## WHAT YOU ARE ASKED TO DO
A line qualifies if it holds the string "crate". Copy every qualifying line from the records.

┌──

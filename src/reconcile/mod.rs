//! Applies rendered content to placements in the live document.

pub mod list;

use crate::document::{Document, NodeId};
use crate::error::{ErrorCode, RefreshError, Result};
use crate::partial::Partial;
use crate::placement::{ATTR_CONTEXT, ATTR_ID, ATTR_TYPE, Anchor, Placement};
use serde_json::Value;
use tracing::debug;

/// Rendered output paired with the placement it was requested for.
#[derive(Debug, Clone, PartialEq)]
pub struct RenderedPlacement {
    pub placement: Placement,
    pub content: Option<String>,
    pub error: Option<ErrorCode>,
}

/// Notifications emitted while mutating the document.
#[derive(Debug, Clone, PartialEq)]
pub enum Notice {
    /// A placement's region was replaced.
    ContentRendered {
        partial_id: String,
        context: Option<Value>,
        /// The container before the update.
        old_container: Option<NodeId>,
        /// The container after the update; differs from `old_container`
        /// for container-inclusive partials.
        container: Option<NodeId>,
        /// Top-level nodes inserted.
        nodes: Vec<NodeId>,
    },
    /// A list member container changed position.
    ContentMoved { partial_id: String, node: NodeId },
}

impl Notice {
    pub fn partial_id(&self) -> &str {
        match self {
            Self::ContentRendered { partial_id, .. } | Self::ContentMoved { partial_id, .. } => {
                partial_id
            }
        }
    }
}

fn check(doc: &Document, partial: &Partial, rendered: &RenderedPlacement) -> Result<()> {
    if !rendered.placement.is_resolvable(doc) {
        return Err(RefreshError::MissingContainer(partial.id().to_owned()));
    }
    if let Some(code) = rendered.error {
        return Err(RefreshError::from_code(partial.id(), code));
    }
    if rendered.content.is_none() {
        return Err(RefreshError::Render {
            partial: partial.id().to_owned(),
            code: ErrorCode::RenderFailed,
        });
    }
    Ok(())
}

/// Apply every rendered placement of one partial.
///
/// All pairs are checked before anything is mutated, so a failure leaves
/// the partial's regions untouched.
///
/// # Errors
///
/// Returns the first unresolvable container or failed render.
pub fn apply_rendered(
    doc: &mut Document,
    partial: &Partial,
    rendered: &[RenderedPlacement],
) -> Result<Vec<Notice>> {
    for r in rendered {
        check(doc, partial, r)?;
    }
    let inclusive = partial.container_inclusive();
    let mut notices = Vec::with_capacity(rendered.len());
    for r in rendered {
        let content = r.content.as_deref().unwrap_or_default();
        let notice = match r.placement.anchor {
            Anchor::Element(el) if inclusive => replace_container(doc, partial, r, el, content),
            Anchor::Element(el) => {
                let nodes = doc.set_inner_html(el, content);
                Notice::ContentRendered {
                    partial_id: partial.id().to_owned(),
                    context: r.placement.context.clone(),
                    old_container: Some(el),
                    container: Some(el),
                    nodes,
                }
            }
            Anchor::Markers { start, end } => {
                for node in doc.siblings_between(start, end) {
                    doc.detach(node);
                }
                let nodes = doc.parse_fragment(content);
                for node in &nodes {
                    doc.insert_before(end, *node);
                }
                Notice::ContentRendered {
                    partial_id: partial.id().to_owned(),
                    context: r.placement.context.clone(),
                    old_container: None,
                    container: None,
                    nodes,
                }
            }
        };
        notices.push(notice);
    }
    debug!(partial_id = partial.id(), placements = rendered.len(), "applied rendered content");
    Ok(notices)
}

/// Replace the container element itself, carrying over the attributes
/// later lookups depend on.
fn replace_container(
    doc: &mut Document,
    partial: &Partial,
    rendered: &RenderedPlacement,
    el: NodeId,
    content: &str,
) -> Notice {
    let carried: Vec<(&str, String)> = [ATTR_ID, ATTR_TYPE, ATTR_CONTEXT]
        .into_iter()
        .filter_map(|name| doc.attr(el, name).map(|v| (name, v.to_owned())))
        .collect();
    let nodes = doc.replace_with_html(el, content);
    let container = nodes.iter().copied().find(|n| doc.is_element(*n));
    if let Some(new_el) = container {
        for (name, value) in carried {
            if doc.attr(new_el, name).is_none() {
                doc.set_attr(new_el, name, value);
            }
        }
        if doc.attr(new_el, ATTR_ID).is_none() {
            doc.set_attr(new_el, ATTR_ID, partial.id());
        }
    }
    Notice::ContentRendered {
        partial_id: partial.id().to_owned(),
        context: rendered.placement.context.clone(),
        old_container: Some(el),
        container,
        nodes,
    }
}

└──

## OUTPUT OF THE TASK
use crate::document::{Document, NodeId};
use crate::error::{ErrorCode, RefreshError, Result};
use crate::partial::Partial;
use crate::placement::{ATTR_CONTEXT, ATTR_ID, ATTR_TYPE, Anchor, Placement};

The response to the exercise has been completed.